● **Task brief**: In the entries below, the word "password" appears on some lines. Copy each of those lines.

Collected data
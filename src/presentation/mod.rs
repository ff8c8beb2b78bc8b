//! Presentation mapping
//!
//! Turns a [`StrengthReport`] into UI text, the meter binding and the
//! per-frame visual parameters. Every mapping is total and never fails.

mod escape;
mod feedback;
mod label;
mod meter;
mod text;
mod visual;

use serde::Serialize;

pub use escape::escape_html;
pub use feedback::{CONGRATULATIONS, SuggestionBlock};
pub use label::{NO_LABEL, strength_label};
pub use meter::{ColorPair, MeterBinding};
pub use text::{crack_time_field, crack_time_text, duration_text, entropy_field, entropy_text};
pub use visual::{Band, Hsla, Particle, ParticleField, VisualParameters, render_tick};

use crate::report::StrengthReport;

/// Everything the page shows for one report, apart from the animation.
#[derive(Debug, Clone, PartialEq, Serialize)]
pub struct Presentation {
    pub label: &'static str,
    pub entropy: String,
    pub crack_time: String,
    pub suggestions: SuggestionBlock,
    pub meter: MeterBinding,
}

impl Presentation {
    pub fn from_report(report: &StrengthReport) -> Self {
        Self {
            label: report.score.label(),
            entropy: entropy_field(report.entropy_bits),
            crack_time: crack_time_field(report.crack_time),
            suggestions: SuggestionBlock::from_report(report),
            meter: MeterBinding::for_score(report.score),
        }
    }
}
//! Suggestion block - warning, suggestions or a congratulation.

use serde::Serialize;

use super::escape::escape_html;
use crate::report::{Score, StrengthReport};

pub const CONGRATULATIONS: &str =
    "Nice — this password looks strong. Consider using a passphrase to improve memorability.";

/// What the suggestion container shows for a report.
#[derive(Debug, Clone, PartialEq, Serialize)]
pub enum SuggestionBlock {
    Empty,
    Feedback {
        warning: Option<String>,
        suggestions: Vec<String>,
    },
    Congratulations,
}

impl SuggestionBlock {
    pub fn from_report(report: &StrengthReport) -> Self {
        if report.warning.is_some() || !report.suggestions.is_empty() {
            return SuggestionBlock::Feedback {
                warning: report.warning.clone(),
                suggestions: report.suggestions.clone(),
            };
        }
        if report.score >= Score::Good {
            return SuggestionBlock::Congratulations;
        }
        SuggestionBlock::Empty
    }

    /// Renders the block as HTML with all free text escaped.
    pub fn to_html(&self) -> String {
        match self {
            SuggestionBlock::Empty => String::new(),
            SuggestionBlock::Congratulations => {
                format!("<div>{}</div>", escape_html(CONGRATULATIONS))
            }
            SuggestionBlock::Feedback {
                warning,
                suggestions,
            } => {
                let mut html = String::new();
                if let Some(warning) = warning {
                    html.push_str("<div><strong>Warning:</strong> ");
                    html.push_str(&escape_html(warning));
                    html.push_str("</div>");
                }
                if !suggestions.is_empty() {
                    html.push_str("<ul>");
                    for s in suggestions {
                        html.push_str("<li>");
                        html.push_str(&escape_html(s));
                        html.push_str("</li>");
                    }
                    html.push_str("</ul>");
                }
                html
            }
        }
    }
}

#[cfg(test)]
mod tests {
    use super::*;

    fn report(score: Score, warning: Option<&str>, suggestions: &[&str]) -> StrengthReport {
        StrengthReport {
            score,
            warning: warning.map(str::to_string),
            suggestions: suggestions.iter().map(|s| s.to_string()).collect(),
            ..Default::default()
        }
    }

    #[test]
    fn test_warning_rendered_before_suggestions() {
        let block = SuggestionBlock::from_report(&report(
            Score::Weak,
            Some("This is a top-10 common password"),
            &["Add another word or two", "Avoid sequences"],
        ));
        assert_eq!(
            block.to_html(),
            "<div><strong>Warning:</strong> This is a top-10 common password</div>\
             <ul><li>Add another word or two</li><li>Avoid sequences</li></ul>"
        );
    }

    #[test]
    fn test_warning_only() {
        let block = SuggestionBlock::from_report(&report(Score::Strong, Some("Careful"), &[]));
        assert_eq!(block.to_html(), "<div><strong>Warning:</strong> Careful</div>");
    }

    #[test]
    fn test_congratulations_for_good_scores() {
        for score in [Score::Good, Score::Strong] {
            let block = SuggestionBlock::from_report(&report(score, None, &[]));
            assert_eq!(block, SuggestionBlock::Congratulations);
            assert!(block.to_html().contains("looks strong"));
        }
    }

    #[test]
    fn test_empty_for_weak_scores_without_feedback() {
        for score in [Score::VeryWeak, Score::Weak, Score::Fair] {
            let block = SuggestionBlock::from_report(&report(score, None, &[]));
            assert_eq!(block, SuggestionBlock::Empty);
            assert_eq!(block.to_html(), "");
        }
    }

    #[test]
    fn test_free_text_is_escaped() {
        let block = SuggestionBlock::from_report(&report(
            Score::Weak,
            Some("<script>alert('x')</script>"),
            &[r#"<b>"x"</b>"#],
        ));
        let html = block.to_html();
        assert!(!html.contains("<script>"));
        assert!(!html.contains("<b>"));
        assert!(html.contains("&lt;b&gt;&quot;x&quot;&lt;/b&gt;"));
        assert!(html.contains("alert(&#39;x&#39;)"));
    }
}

● **Solution to the exercise**:
    "Nice — this password looks strong. Consider using a passphrase to improve memorability.";
            Some("This is a top-10 common password"),
            "<div><strong>Warning:</strong> This is a top-10 common password</div>\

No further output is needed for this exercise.